##### Dataset entries #####
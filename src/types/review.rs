// Copyright 2025 Fernando Borretti
//
// Licensed under the Apache License, Version 2.0 (the "License");
// you may not use this file except in compliance with the License.
// You may obtain a copy of the License at
//
//     http://www.apache.org/licenses/LICENSE-2.0
//
// Unless required by applicable law or agreed to in writing, software
// distributed under the License is distributed on an "AS IS" BASIS,
// WITHOUT WARRANTIES OR CONDITIONS OF ANY KIND, either express or implied.
// See the License for the specific language governing permissions and
// limitations under the License.

use serde::Serialize;

use crate::types::card_kind::ItemKind;
use crate::types::item_id::ItemId;
use crate::types::rating::Rating;
use crate::types::schedule::Ease;
use crate::types::schedule::ScheduleState;
use crate::types::timestamp::Timestamp;

/// The ease and interval of an item at one point in time.
#[derive(Clone, Copy, PartialEq, Debug, Serialize)]
pub struct Snapshot {
    pub ease: Ease,
    pub interval: u32,
}

impl From<&ScheduleState> for Snapshot {
    fn from(state: &ScheduleState) -> Self {
        Self {
            ease: state.ease(),
            interval: state.interval(),
        }
    }
}

/// A graded review, as logged by the recorder. Never modified once written.
#[derive(Clone, PartialEq, Debug, Serialize)]
#[serde(rename_all = "camelCase")]
pub struct ReviewEvent {
    pub item_id: ItemId,
    pub item_kind: ItemKind,
    pub rating: Rating,
    pub time_spent_secs: u32,
    pub before: Snapshot,
    pub after: Snapshot,
    pub reviewed_at: Timestamp,
}

/// What the caller hands to the recorder after scheduling a review.
#[derive(Clone, Debug)]
pub struct ReviewSubmission {
    pub item_id: ItemId,
    pub rating: Rating,
    pub time_spent_secs: u32,
    /// The state the rating was applied to. Must match the stored state.
    pub pre: ScheduleState,
    pub post: ScheduleState,
    pub reviewed_at: Timestamp,
}

impl ReviewSubmission {
    pub fn into_event(self, item_kind: ItemKind) -> ReviewEvent {
        ReviewEvent {
            item_id: self.item_id,
            item_kind,
            rating: self.rating,
            time_spent_secs: self.time_spent_secs,
            before: Snapshot::from(&self.pre),
            after: Snapshot::from(&self.post),
            reviewed_at: self.reviewed_at,
        }
    }
}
#####
What the exercise asks — State, with no accompanying text, how many lines of the material contain the string "ReviewSubmission".

Your response — 2